# Notebook 5 - Implementation on Ukrainian Dataset
We used a Ukrainian trade dataset (`ukraine_trade_data_2018_ontology.csv`) as an input to our function to fully test our product.  

This dataset was similar in structure to our training dataset in that it had columns for `COMPANY_NAME`, `COMPANY_ID`, and `DESCRIPTION`.  However there were some elements of the dataset that needed to be fixed before processing.

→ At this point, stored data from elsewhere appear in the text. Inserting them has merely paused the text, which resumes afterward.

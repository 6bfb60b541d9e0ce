//! Turns queue payloads into the events delivered to the sink.
//!
//! Everything here is pure: decoding, schema checks, and the user agent and
//! referrer classification. The session signature is computed by the caller
//! and passed in.
use crate::errors::ValidationError;
use chrono::{DateTime, Utc};
use serde::Serialize;
use shared::event::RawEvent;
use url::Url;

#[derive(Clone, Copy, Debug, PartialEq, Eq, Serialize)]
#[serde(rename_all = "lowercase")]
pub enum Device {
    Desktop,
    Mobile,
    Tablet,
    Bot,
    Unknown,
}

#[derive(Clone, Copy, Debug, PartialEq, Eq, Serialize)]
#[serde(rename_all = "lowercase")]
pub enum ReferrerSource {
    Direct,
    Internal,
    Search,
    Social,
    Referral,
    Unknown,
}

/// An enriched event, ready for delivery.
///
/// The client IP and raw user agent are not carried over; only the session
/// signature and the classification derived from them leave the worker.
#[derive(Clone, Debug, PartialEq, Serialize)]
pub struct ProcessedEvent {
    pub site_id: String,
    pub hostname: String,
    pub pathname: String,
    #[serde(skip_serializing_if = "Option::is_none")]
    pub referrer: Option<String>,
    #[serde(skip_serializing_if = "Option::is_none")]
    pub title: Option<String>,
    #[serde(skip_serializing_if = "Option::is_none")]
    pub screen_width: Option<u32>,
    pub received_at: DateTime<Utc>,
    pub session_id: String,
    pub device: Device,
    pub browser: &'static str,
    pub os: &'static str,
    #[serde(skip_serializing_if = "Option::is_none")]
    pub referrer_host: Option<String>,
    pub referrer_source: ReferrerSource,
}

/// Decodes a queue payload and checks it against the event schema.
pub fn parse_event(data: &[u8]) -> Result<RawEvent, ValidationError> {
    let event: RawEvent = serde_json::from_slice(data)?;
    event.validate()?;
    Ok(event)
}

pub fn transform(raw: RawEvent, session_id: String) -> ProcessedEvent {
    let user_agent = raw.user_agent.as_str();
    let device = classify_device(user_agent);
    let browser = classify_browser(user_agent);
    let os = classify_os(user_agent);
    let (referrer_host, referrer_source) = classify_referrer(raw.referrer.as_deref(), &raw.hostname);

    ProcessedEvent {
        site_id: raw.site_id,
        hostname: raw.hostname,
        pathname: raw.pathname,
        referrer: raw.referrer.filter(|r| !r.is_empty()),
        title: raw.title,
        screen_width: raw.screen_width,
        received_at: raw.received_at,
        session_id,
        device,
        browser,
        os,
        referrer_host,
        referrer_source,
    }
}

const BOT_MARKERS: &[&str] = &[
    "bot",
    "crawler",
    "spider",
    "slurp",
    "headless",
    "lighthouse",
    "facebookexternalhit",
    "curl/",
    "wget/",
    "python-requests",
];

pub fn classify_device(user_agent: &str) -> Device {
    if user_agent.trim().is_empty() {
        return Device::Unknown;
    }
    let ua = user_agent.to_ascii_lowercase();

    if BOT_MARKERS.iter().any(|marker| ua.contains(marker)) {
        Device::Bot
    } else if ua.contains("ipad")
        || ua.contains("tablet")
        || (ua.contains("android") && !ua.contains("mobile"))
    {
        Device::Tablet
    } else if ua.contains("mobi") || ua.contains("iphone") || ua.contains("android") {
        Device::Mobile
    } else {
        Device::Desktop
    }
}

pub fn classify_browser(user_agent: &str) -> &'static str {
    // Order matters: most engines also claim to be Chrome and Safari
    const BROWSERS: &[(&str, &str)] = &[
        ("Edg/", "Edge"),
        ("OPR/", "Opera"),
        ("Opera", "Opera"),
        ("SamsungBrowser/", "Samsung Internet"),
        ("Firefox/", "Firefox"),
        ("FxiOS/", "Firefox"),
        ("CriOS/", "Chrome"),
        ("Chrome/", "Chrome"),
        ("Safari/", "Safari"),
    ];

    BROWSERS
        .iter()
        .find(|(marker, _)| user_agent.contains(marker))
        .map_or("Other", |(_, name)| name)
}

pub fn classify_os(user_agent: &str) -> &'static str {
    // iOS claims "like Mac OS X" and Android claims "Linux"
    const SYSTEMS: &[(&str, &str)] = &[
        ("Windows", "Windows"),
        ("iPhone", "iOS"),
        ("iPad", "iOS"),
        ("iPod", "iOS"),
        ("Android", "Android"),
        ("CrOS", "Chrome OS"),
        ("Mac OS X", "macOS"),
        ("Macintosh", "macOS"),
        ("Linux", "Linux"),
    ];

    SYSTEMS
        .iter()
        .find(|(marker, _)| user_agent.contains(marker))
        .map_or("Other", |(_, name)| name)
}

const SEARCH_ENGINES: &[&str] = &[
    "google.",
    "bing.com",
    "duckduckgo.com",
    "search.yahoo.com",
    "yandex.",
    "baidu.com",
    "ecosia.org",
];

const SOCIAL_NETWORKS: &[&str] = &[
    "facebook.com",
    "t.co",
    "twitter.com",
    "x.com",
    "linkedin.com",
    "reddit.com",
    "instagram.com",
    "youtube.com",
    "news.ycombinator.com",
];

/// Returns the referrer host (without `www.`) and where the visit came from.
pub fn classify_referrer(
    referrer: Option<&str>,
    hostname: &str,
) -> (Option<String>, ReferrerSource) {
    let Some(referrer) = referrer.filter(|r| !r.trim().is_empty()) else {
        return (None, ReferrerSource::Direct);
    };
    let Some(host) = Url::parse(referrer)
        .ok()
        .and_then(|url| url.host_str().map(|h| h.to_ascii_lowercase()))
    else {
        return (None, ReferrerSource::Unknown);
    };

    let host = strip_www(&host).to_string();
    let source = if host == strip_www(&hostname.to_ascii_lowercase()) {
        ReferrerSource::Internal
    } else if SEARCH_ENGINES.iter().any(|engine| host_matches(&host, engine)) {
        ReferrerSource::Search
    } else if SOCIAL_NETWORKS.iter().any(|network| host_matches(&host, network)) {
        ReferrerSource::Social
    } else {
        ReferrerSource::Referral
    };

    (Some(host), source)
}

fn strip_www(host: &str) -> &str {
    host.strip_prefix("www.").unwrap_or(host)
}

/// `pattern` ending in '.' matches any TLD, otherwise the host must equal it
/// or be a subdomain of it.
fn host_matches(host: &str, pattern: &str) -> bool {
    if pattern.ends_with('.') {
        return host.starts_with(pattern) || host.contains(&format!(".{pattern}"));
    }
    host == pattern || host.ends_with(&format!(".{pattern}"))
}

The column names were also different than those of our training dataset, but our product allows for column specification, so this was not an issue.

The results were positive!  Although a stronger metric is needed to identify similarity to known arms exporters, our product identified 32 INNs in the 7,326,528 row dataset as having similar text trading patterns as known Russian arms exporters.

In [None]:
#pip installations - necessary to get notebook to run
#update dask
!pip install --upgrade pip
!pip install dask==2.4.8
!pip install fsspec
!pip install --upgrade s3fs
!pip install numpy
!pip install pymystem3
!pip install spacy
!pip install joblib
!pip install pymorphy2==0.8
!pip install dask_ml

In [None]:
# IMPORTS

# dataframe
import dask.dataframe as dd
import pandas as pd

# DESCRIPTION_GOOD preprocessing
import nltk
nltk.download("stopwords")
#--------#
from nltk.corpus import stopwords
from pymystem3 import Mystem
from string import punctuation

# machine learning/analysis
from dask_ml.cluster import KMeans as dask_ml_model # sklearn's skmeans took up too much memory to run.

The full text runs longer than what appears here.